**RECORD EXTRACTS:**
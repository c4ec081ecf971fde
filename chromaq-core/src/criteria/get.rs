//! Criteria for fetching items by id and/or filter.

use tracing::debug;

use crate::criteria::{Filters, Requestable};
use crate::embedding::EmbeddingFunction;
use crate::error::Result;
use crate::filter::{DocumentCondition, MetadataCondition, Value};
use crate::include::Include;
use crate::request::GetRequest;

pub const DEFAULT_LIMIT: usize = 10;
pub const DEFAULT_OFFSET: usize = 0;

/// Filters and paging for a get call. No filter is mandatory.
#[derive(Debug, Clone, PartialEq)]
pub struct GetCriteria {
    filters: Filters,
    include: Vec<Include>,
    limit: usize,
    offset: usize,
}

impl GetCriteria {
    pub fn builder() -> GetCriteriaBuilder {
        GetCriteriaBuilder::default()
    }

    pub fn where_metadata(&self) -> Value {
        self.filters.where_metadata()
    }

    pub fn where_document(&self) -> Value {
        self.filters.where_document()
    }

    #[inline]
    pub fn filters(&self) -> &Filters {
        &self.filters
    }

    #[inline]
    pub fn include(&self) -> &[Include] {
        &self.include
    }

    #[inline]
    pub fn limit(&self) -> usize {
        self.limit
    }

    #[inline]
    pub fn offset(&self) -> usize {
        self.offset
    }
}

impl Requestable for GetCriteria {
    type Request = GetRequest;

    fn to_request(
        &self,
        ids: &[String],
        _embedding_function: Option<&dyn EmbeddingFunction>,
    ) -> Result<GetRequest> {
        let request = GetRequest {
            ids: ids.to_vec(),
            where_metadata: self.where_metadata(),
            where_document: self.where_document(),
            include: self.include.clone(),
            limit: Some(self.limit),
            offset: Some(self.offset),
        };
        debug!(
            ids = request.ids.len(),
            limit = self.limit,
            offset = self.offset,
            "materialized get request"
        );
        Ok(request)
    }
}

/// Builder for [`GetCriteria`].
#[derive(Debug, Clone)]
pub struct GetCriteriaBuilder {
    inner: GetCriteria,
}

impl Default for GetCriteriaBuilder {
    fn default() -> Self {
        Self {
            inner: GetCriteria {
                filters: Filters::default(),
                include: Include::defaults(),
                limit: DEFAULT_LIMIT,
                offset: DEFAULT_OFFSET,
            },
        }
    }
}

impl GetCriteriaBuilder {
    /// Sets the metadata filter; accepts a condition or a `(field, matcher)` pair.
    pub fn where_metadata(mut self, condition: impl Into<MetadataCondition>) -> Self {
        self.inner.filters.set_metadata(condition);
        self
    }

    /// Sets the document filter; accepts a condition or a document matcher.
    pub fn where_document(mut self, condition: impl Into<DocumentCondition>) -> Self {
        self.inner.filters.set_document(condition);
        self
    }

    pub fn with_limit(mut self, limit: usize) -> Self {
        self.inner.limit = limit;
        self
    }

    pub fn with_offset(mut self, offset: usize) -> Self {
        self.inner.offset = offset;
        self
    }

    pub fn include<I: IntoIterator<Item = Include>>(mut self, include: I) -> Self {
        self.inner.include = include.into_iter().collect();
        self
    }

    pub fn build(self) -> GetCriteria {
        self.inner
    }
}
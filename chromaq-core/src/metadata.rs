//! Metadata attached to stored items.
//!
//! Metadata is a flat key/value map; its fields are what metadata
//! conditions are evaluated against on the database side.

use std::collections::BTreeMap;

use serde::{Deserialize, Serialize};

use crate::filter::Value;

/// Key/value metadata for one item.
///
/// # Example
///
/// ```
/// use chromaq_core::Metadata;
///
/// let metadata = Metadata::new()
///     .with_field("category", "documentation")
///     .with_field("year", 2024);
///
/// assert_eq!(metadata.get_str("category"), Some("documentation"));
/// assert_eq!(metadata.get_i64("year"), Some(2024));
/// ```
#[derive(Debug, Clone, Default, PartialEq, Serialize, Deserialize)]
#[serde(transparent)]
pub struct Metadata {
    data: BTreeMap<String, Value>,
}

impl Metadata {
    /// Creates a new empty metadata map.
    #[inline]
    pub fn new() -> Self {
        Self {
            data: BTreeMap::new(),
        }
    }

    /// Creates metadata from a map.
    #[inline]
    pub fn from_map(data: BTreeMap<String, Value>) -> Self {
        Self { data }
    }

    /// Creates metadata with a single field.
    pub fn single<K, V>(key: K, value: V) -> Self
    where
        K: Into<String>,
        V: Into<Value>,
    {
        Self::new().with_field(key, value)
    }

    /// Adds a field. Chainable.
    pub fn with_field<K, V>(mut self, key: K, value: V) -> Self
    where
        K: Into<String>,
        V: Into<Value>,
    {
        self.data.insert(key.into(), value.into());
        self
    }

    /// Sets a field value.
    pub fn set<K, V>(&mut self, key: K, value: V)
    where
        K: Into<String>,
        V: Into<Value>,
    {
        self.data.insert(key.into(), value.into());
    }

    #[inline]
    pub fn get(&self, key: &str) -> Option<&Value> {
        self.data.get(key)
    }

    #[inline]
    pub fn get_str(&self, key: &str) -> Option<&str> {
        self.data.get(key).and_then(|v| v.as_str())
    }

    #[inline]
    pub fn get_i64(&self, key: &str) -> Option<i64> {
        self.data.get(key).and_then(|v| v.as_i64())
    }

    #[inline]
    pub fn get_f64(&self, key: &str) -> Option<f64> {
        self.data.get(key).and_then(|v| v.as_f64())
    }

    #[inline]
    pub fn get_bool(&self, key: &str) -> Option<bool> {
        self.data.get(key).and_then(|v| v.as_bool())
    }

    /// Removes a field and returns its value if present.
    #[inline]
    pub fn remove(&mut self, key: &str) -> Option<Value> {
        self.data.remove(key)
    }

    #[inline]
    pub fn contains_key(&self, key: &str) -> bool {
        self.data.contains_key(key)
    }

    #[inline]
    pub fn len(&self) -> usize {
        self.data.len()
    }

    #[inline]
    pub fn is_empty(&self) -> bool {
        self.data.is_empty()
    }

    /// Iterates over fields in key order.
    #[inline]
    pub fn iter(&self) -> impl Iterator<Item = (&String, &Value)> {
        self.data.iter()
    }

    #[inline]
    pub fn into_inner(self) -> BTreeMap<String, Value> {
        self.data
    }
}
//! Flat result of a get call.

use serde::{Deserialize, Serialize};

use crate::embedding::Embedding;
use crate::error::Result;
use crate::metadata::Metadata;
use crate::results::null_as_default;

/// Items returned by a get call, one entry per item.
///
/// An item stored without a document or metadata has `None` in that slot.
#[derive(Debug, Clone, Default, PartialEq, Serialize, Deserialize)]
pub struct GetResult {
    #[serde(default, deserialize_with = "null_as_default")]
    pub ids: Vec<String>,
    #[serde(default, deserialize_with = "null_as_default")]
    pub documents: Vec<Option<String>>,
    #[serde(default, deserialize_with = "null_as_default")]
    pub metadatas: Vec<Option<Metadata>>,
    #[serde(default, deserialize_with = "null_as_default")]
    pub embeddings: Vec<Embedding>,
}

impl GetResult {
    pub fn from_json(json: &str) -> Result<Self> {
        Ok(serde_json::from_str(json)?)
    }

    #[inline]
    pub fn len(&self) -> usize {
        self.ids.len()
    }

    #[inline]
    pub fn is_empty(&self) -> bool {
        self.ids.is_empty()
    }
}

#[cfg(test)]
mod tests {
    use super::*;

    #[test]
    fn test_documents() {
        let result = GetResult::from_json(
            r#"{"documents":["doc1","doc2"],"embeddings":[],"ids":[],"metadatas":[]}"#,
        )
        .unwrap();
        assert_eq!(result.documents.len(), 2);
        assert!(result.is_empty());
    }

    #[test]
    fn test_ids_and_metadatas() {
        let result = GetResult::from_json(
            r#"{"ids":["id1","id2"],"metadatas":[{"key1":"value1"},{"key2":"value2"}]}"#,
        )
        .unwrap();
        assert_eq!(result.len(), 2);
        let second = result.metadatas[1].as_ref().unwrap();
        assert_eq!(second.get_str("key2"), Some("value2"));
    }

    #[test]
    fn test_null_cells() {
        let result = GetResult::from_json(
            r#"{"ids":["a","b"],"documents":["doc",null],"metadatas":[null,{"k":"v"}]}"#,
        )
        .unwrap();
        assert_eq!(result.documents, vec![Some("doc".to_string()), None]);
        assert_eq!(result.metadatas, vec![None, Some(Metadata::single("k", "v"))]);
    }

    #[test]
    fn test_embeddings_and_nulls() {
        let result =
            GetResult::from_json(r#"{"ids":["a"],"embeddings":[[1.0,2.0]],"documents":null}"#)
                .unwrap();
        assert_eq!(result.embeddings, vec![Embedding::from([1.0, 2.0])]);
        assert!(result.documents.is_empty());
    }
}
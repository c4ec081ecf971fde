//! The seam between request building and the wire.
//!
//! A [`Transport`] executes materialized requests against one collection.
//! It returns `Err` only when no outcome could be produced at all; a
//! structured rejection from the database is an `Ok(RawOutcome::Error(..))`.

use crate::error::Result;
use crate::request::{AddRequest, DeleteRequest, GetRequest, QueryRequest, UpdateRequest};
use crate::results::RawOutcome;

/// Executes requests for a collection.
pub trait Transport {
    fn add(&self, request: &AddRequest, collection_id: &str) -> Result<RawOutcome>;

    fn get(&self, request: &GetRequest, collection_id: &str) -> Result<RawOutcome>;

    fn query(&self, request: &QueryRequest, collection_id: &str) -> Result<RawOutcome>;

    fn update(&self, request: &UpdateRequest, collection_id: &str) -> Result<RawOutcome>;

    fn upsert(&self, request: &AddRequest, collection_id: &str) -> Result<RawOutcome>;

    fn delete(&self, request: &DeleteRequest, collection_id: &str) -> Result<RawOutcome>;

    /// Number of items in the collection.
    fn count(&self, collection_id: &str) -> Result<RawOutcome>;
}

impl<T: Transport + ?Sized> Transport for &T {
    fn add(&self, request: &AddRequest, collection_id: &str) -> Result<RawOutcome> {
        (**self).add(request, collection_id)
    }

    fn get(&self, request: &GetRequest, collection_id: &str) -> Result<RawOutcome> {
        (**self).get(request, collection_id)
    }

    fn query(&self, request: &QueryRequest, collection_id: &str) -> Result<RawOutcome> {
        (**self).query(request, collection_id)
    }

    fn update(&self, request: &UpdateRequest, collection_id: &str) -> Result<RawOutcome> {
        (**self).update(request, collection_id)
    }

    fn upsert(&self, request: &AddRequest, collection_id: &str) -> Result<RawOutcome> {
        (**self).upsert(request, collection_id)
    }

    fn delete(&self, request: &DeleteRequest, collection_id: &str) -> Result<RawOutcome> {
        (**self).delete(request, collection_id)
    }

    fn count(&self, collection_id: &str) -> Result<RawOutcome> {
        (**self).count(collection_id)
    }
}
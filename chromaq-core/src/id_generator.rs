//! Content-addressed id generation.

use sha2::{Digest, Sha256};

use crate::embedding::Embedding;

/// Maximum length of a generated id.
pub const MAX_ID_LENGTH: usize = 50;

/// Derives one id per embedding, in the same order.
pub trait IdGenerator: Send + Sync {
    fn generate(&self, embeddings: &[Embedding]) -> Vec<String>;
}

impl<F> IdGenerator for F
where
    F: Fn(&[Embedding]) -> Vec<String> + Send + Sync,
{
    fn generate(&self, embeddings: &[Embedding]) -> Vec<String> {
        self(embeddings)
    }
}

/// Default generator: hex SHA-256 of the vector's canonical text, cut to
/// [`MAX_ID_LENGTH`] characters.
///
/// Identical vectors always get identical ids.
///
/// ```
/// use chromaq_core::{Embedding, IdGenerator, Sha256IdGenerator};
///
/// let ids = Sha256IdGenerator.generate(&[Embedding::from([1.0, 2.0, 3.0])]);
/// assert_eq!(ids.len(), 1);
/// assert_eq!(ids[0].len(), 50);
/// ```
#[derive(Debug, Clone, Copy, Default)]
pub struct Sha256IdGenerator;

impl Sha256IdGenerator {
    /// Computes the id for a single embedding.
    pub fn id_for(embedding: &Embedding) -> String {
        let mut hasher = Sha256::new();
        hasher.update(embedding.canonical_string().as_bytes());
        let mut id = hex::encode(hasher.finalize());
        id.truncate(MAX_ID_LENGTH);
        id
    }
}

impl IdGenerator for Sha256IdGenerator {
    fn generate(&self, embeddings: &[Embedding]) -> Vec<String> {
        embeddings.iter().map(Self::id_for).collect()
    }
}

**TASK DETAILS:** Start from the line that holds "#[derive(Debug, Clone, Copy, Default)]" and print each line to the end of the records exactly, leaving out everything before it.

**REPLY TO THE TASK:**
#[derive(Debug, Clone, Copy, Default)]
pub struct Sha256IdGenerator;

impl Sha256IdGenerator {
    /// Computes the id for a single embedding.
    pub fn id_for(embedding: &Embedding) -> String {
        let mut hasher = Sha256::new();
        hasher.update(embedding.canonical_string().as_bytes());
        let mut id = hex::encode(hasher.finalize());
        id.truncate(MAX_ID_LENGTH);
        id
    }
}

impl IdGenerator for Sha256IdGenerator {
    fn generate(&self, embeddings: &[Embedding]) -> Vec<String> {
        embeddings.iter().map(Self::id_for).collect()
    }
}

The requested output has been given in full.